Liberté, egalité, fraternité, propagandé

A França era um país onde a maioria esmagadora, 98%, vivia na base de pão preto, passava frio e não tinha perspectivas. Na verdade, tinha uma perspectiva certa: se emperebar com a falta de saneamento básico enquanto uma minoria de 2% era isenta de impostos e vivia no bem bom.

Nesse cenário surgiram alguns pensadores iluministas — Voltaire, Locke, Montesquieu — que criticavam o governo absolutista e sugeriam alternativas. Os revolucionários tomaram as ruas e derrubaram a Bastilha, prisão política para onde eram enviados todos aqueles que ameaçavam o atual governo. Na ocasião só tinha 8 presos lá, mas você saca o poder simbólico do ato, certo? A Bastilha representava a monarquia francesa e ela tinha caído. Vive la Révolucion!

Só que mais ou menos.

O povo ficou preso entre o pânico e o horror, via que não existia mais lado do bem e lado do mal. Os revolucionários discordavam entre si e tinha aqueles líderes raivosos que tinham lido muito Maquiavel. Resultado, mais de 17 mil cabeças rolaram na guilhotina entre 1794 e 1795.

A divisão era tipo assim:

  • Girondinos: nobreza liberal e baixo clero. Eram a favor da revolução, mas temiam o radicalismo — sentaram-se à direita da sala de reuniões. Quando penso nos Girondinos lembro do Ewan McGregor naquela série da BBC — Scarlet and Black (se você não se interessa pela história, talvez se interesse no Ewan nu.) Essa conexão não é bem certa, pois a série se passa anos depois da revolução, mas a mentalidade do personagem é a mesma.
  • Jacobinos: pequena burguesia e a massa popular (também conhecidos como sans-culottes (porque não usavam calções chiques como a nobreza)) — sentaram-se à esquerda da sala de reuniões. Entre os Jacobinos havia as facções mais ok e as mais radicais.
  • Absolutistas: eram a alta nobreza e o alto clero que eram da opinião da Rainha Maria Antonietta: “Os imbecis [referia-se a burguesia]! Não veem que nos servem!

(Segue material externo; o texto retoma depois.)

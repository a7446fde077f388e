//! Byte-wise comparison of a baseline file against a variant.
//!
//! Only the first divergence is located; the intent is to find where an
//! edit (adding markers, say) starts to disturb the layout, not to produce a
//! full delta. When the sizes differ the tail of the longer buffer is
//! reported as well, since appended sections usually land there.

use crate::buffer::{load_file, window_range};
use crate::error::Result;
use bytes::Bytes;
use std::fmt;
use std::path::Path;
use tracing::debug;

/// Default context radius around the first divergence
pub const DEFAULT_DIFF_RADIUS: usize = 20;

/// Default number of trailing bytes kept for display
pub const DEFAULT_TRAILING_PREVIEW: usize = 50;

/// One side of a comparison
#[derive(Debug, Clone, Copy, PartialEq, Eq)]
#[cfg_attr(feature = "serde", derive(serde::Serialize))]
pub enum Side {
    /// The baseline buffer
    A,
    /// The variant buffer
    B,
}

impl fmt::Display for Side {
    fn fmt(&self, f: &mut fmt::Formatter<'_>) -> fmt::Result {
        f.write_str(match self {
            Side::A => "A",
            Side::B => "B",
        })
    }
}

/// The first offset at which the buffers disagree
#[derive(Debug, Clone, PartialEq, Eq)]
#[cfg_attr(feature = "serde", derive(serde::Serialize))]
pub struct Divergence {
    /// Offset of the first differing byte
    pub offset: usize,
    /// Bytes of A around the offset
    #[cfg_attr(feature = "serde", serde(serialize_with = "crate::render::serialize_hex"))]
    pub context_a: Bytes,
    /// Bytes of B around the offset
    #[cfg_attr(feature = "serde", serde(serialize_with = "crate::render::serialize_hex"))]
    pub context_b: Bytes,
}

/// Bytes of the longer buffer past the end of the shorter one
#[derive(Debug, Clone, PartialEq, Eq)]
#[cfg_attr(feature = "serde", derive(serde::Serialize))]
pub struct TrailingBytes {
    /// Which buffer is longer
    pub side: Side,
    /// Length of the whole trailing region
    pub total_len: usize,
    /// The first bytes of the trailing region
    #[cfg_attr(feature = "serde", serde(serialize_with = "crate::render::serialize_hex"))]
    pub preview: Bytes,
    /// ASCII characters of the whole trailing region, non-ASCII bytes
    /// dropped, cut to the preview length
    pub ascii: String,
}

/// Result of comparing two buffers
#[derive(Debug, Clone, PartialEq, Eq)]
#[cfg_attr(feature = "serde", derive(serde::Serialize))]
pub struct DiffReport {
    /// Size of A in bytes
    pub size_a: usize,
    /// Size of B in bytes
    pub size_b: usize,
    /// `size_b - size_a`
    pub size_delta: i64,
    /// First differing offset within the common length, if any
    pub first_difference: Option<Divergence>,
    /// Tail of the longer buffer, present only when sizes differ
    pub trailing: Option<TrailingBytes>,
}

impl DiffReport {
    /// Offset of the first difference within the common length
    pub fn first_difference_offset(&self) -> Option<usize> {
        self.first_difference.as_ref().map(|d| d.offset)
    }

    /// Preview of the bytes B has beyond the end of A
    pub fn trailing_extra_bytes(&self) -> Option<&Bytes> {
        self.trailing
            .as_ref()
            .filter(|t| t.side == Side::B)
            .map(|t| &t.preview)
    }

    /// True when both buffers are byte-identical
    pub fn is_identical(&self) -> bool {
        self.size_delta == 0 && self.first_difference.is_none()
    }
}

/// Configuration for [`BinaryDiff`]
#[derive(Debug, Clone)]
pub struct DiffConfig {
    /// Bytes of context on each side of the first divergence
    pub context_radius: usize,
    /// Maximum number of trailing bytes kept in the report
    pub trailing_preview: usize,
}

impl Default for DiffConfig {
    fn default() -> Self {
        Self {
            context_radius: DEFAULT_DIFF_RADIUS,
            trailing_preview: DEFAULT_TRAILING_PREVIEW,
        }
    }
}

impl DiffConfig {
    /// Creates a new diff config with default values
    pub fn new() -> Self {
        Self::default()
    }

    /// Sets the context radius
    pub fn context_radius(mut self, radius: usize) -> Self {
        self.context_radius = radius;
        self
    }

    /// Sets the trailing preview length
    pub fn trailing_preview(mut self, len: usize) -> Self {
        self.trailing_preview = len;
        self
    }
}

/// Two-buffer byte-wise comparator
#[derive(Debug, Clone, Default)]
pub struct BinaryDiff {
    config: DiffConfig,
}

impl BinaryDiff {
    /// Creates a new comparator with default configuration
    pub fn new() -> Self {
        Self::default()
    }

    /// Creates a new comparator with custom configuration
    pub fn with_config(config: DiffConfig) -> Self {
        Self { config }
    }

    /// Compare `a` (baseline) against `b` (variant)
    pub fn diff(&self, a: &Bytes, b: &Bytes) -> DiffReport {
        let common = a.len().min(b.len());

        let first_difference = a[..common]
            .iter()
            .zip(&b[..common])
            .position(|(x, y)| x != y)
            .map(|offset| {
                // Context stays within the common prefix on both sides
                let range = window_range(common, offset, 0, self.config.context_radius);
                Divergence {
                    offset,
                    context_a: a.slice(range.clone()),
                    context_b: b.slice(range),
                }
            });

        let trailing = match a.len().cmp(&b.len()) {
            std::cmp::Ordering::Equal => None,
            std::cmp::Ordering::Less => Some(self.trailing(Side::B, b, common)),
            std::cmp::Ordering::Greater => Some(self.trailing(Side::A, a, common)),
        };

        let report = DiffReport {
            size_a: a.len(),
            size_b: b.len(),
            size_delta: b.len() as i64 - a.len() as i64,
            first_difference,
            trailing,
        };

        debug!(
            "Compared {} and {} bytes: first difference {:?}",
            report.size_a,
            report.size_b,
            report.first_difference_offset()
        );
        report
    }

    fn trailing(&self, side: Side, longer: &Bytes, common: usize) -> TrailingBytes {
        let total_len = longer.len() - common;
        let end = common + total_len.min(self.config.trailing_preview);
        TrailingBytes {
            side,
            total_len,
            preview: longer.slice(common..end),
            ascii: longer[common..]
                .iter()
                .filter(|b| b.is_ascii())
                .take(self.config.trailing_preview)
                .map(|&b| char::from(b))
                .collect(),
        }
    }
}

/// Compare two files.
///
/// Fails with the error of the first file that cannot be read; no partial
/// report is produced.
pub fn diff_files(a: impl AsRef<Path>, b: impl AsRef<Path>) -> Result<DiffReport> {
    let a = load_file(a)?;
    let b = load_file(b)?;
    Ok(BinaryDiff::new().diff(&a, &b))
}
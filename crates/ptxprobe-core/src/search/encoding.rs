//! Byte encodings a search term is looked up under.
//!
//! Session files store labels either as plain 8-bit text or as UTF-16
//! little-endian code units, so every term is searched for twice.

use std::fmt;

/// Text encoding of a search pattern
#[derive(Debug, Clone, Copy, PartialEq, Eq, Hash)]
#[cfg_attr(feature = "serde", derive(serde::Serialize))]
pub enum Encoding {
    /// One byte per ASCII character (UTF-8)
    #[cfg_attr(feature = "serde", serde(rename = "UTF-8"))]
    Narrow,
    /// Two bytes per code unit, little-endian (UTF-16LE, no BOM)
    #[cfg_attr(feature = "serde", serde(rename = "UTF-16LE"))]
    WideLe,
}

impl Encoding {
    /// Encodings in the order they are searched
    pub const ALL: [Encoding; 2] = [Encoding::Narrow, Encoding::WideLe];

    /// Encode `term` into the byte pattern searched for
    pub fn encode(self, term: &str) -> Vec<u8> {
        match self {
            Encoding::Narrow => term.as_bytes().to_vec(),
            Encoding::WideLe => term.encode_utf16().flat_map(u16::to_le_bytes).collect(),
        }
    }

    /// Conventional name of the encoding
    pub fn label(self) -> &'static str {
        match self {
            Encoding::Narrow => "UTF-8",
            Encoding::WideLe => "UTF-16LE",
        }
    }
}

impl fmt::Display for Encoding {
    fn fmt(&self, f: &mut fmt::Formatter<'_>) -> fmt::Result {
        f.write_str(self.label())
    }
}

Tudo aqui serve pra contextualizar o trabalho do Jacques-Louis David, em A Morte de Marat.

Jean-Paul Marat era um dos principais membros da Convenção Nacional — órgão que governou a França nos dias mais violentos da revolução. Marat era um jacobino inflamado, diretor do jornal L’ami du Peuple. Seus pontos de vista extremos lhe renderam muitos inimigos. Tipo, uma vez ele foi, digamos, impetuoso com muitos figurões numa publicação do jornal. Temendo represálias ele foi obrigado a se esconder nas catacumbas de Paris, onde contraiu uma doença de pele que o forçava a ficar boa parte do dia dentro de uma banheira para aliviar a ardência. Ele tinha uma banheira adaptada em forma de bota no escritório onde trabalhava e recebia pessoas, e usava um pano embebido em vinagre na cabeça. Na minha opinião, um freak.

Marat foi assassinado a facadas nessa mesma banheira por uma jovem girondina chamada Charlotte Corday que, óbvio, foi guilhotinada poucos dias depois.

Logo após o assassinato, o pintor Jacques-Louis David, jacobino e amigo pessoal do morto, foi encarregado de pintar um memorial para a ocasião.

Ele restringiu as características fúnebres e ornamentais da cena às suas essências. Por exemplo, o cenário ornamentado do escritório foi substituído por um fundo escuro, a banheira especial foi simplificada e o corte da facada nem parece fatal. A água vermelha da banheira e a arma do crime são discretas. Adicionando drama à cena tem o braço flácido sem vida pendendo ali na frente, quase como o de Jesus Cristo em Pietá, e Marat muito mais jovem e inocente que seus 50 anos e sua personalidade cítrica. O estilo neoclássico rigoroso de David transformou Marat em um mártir da revolução, e, assim, propaganda produziu grande arte ~para variar~.


(Hoje em dia a gente pode visitar as Catacumbas de Paris sem correr o risco de pegar uma pereba.)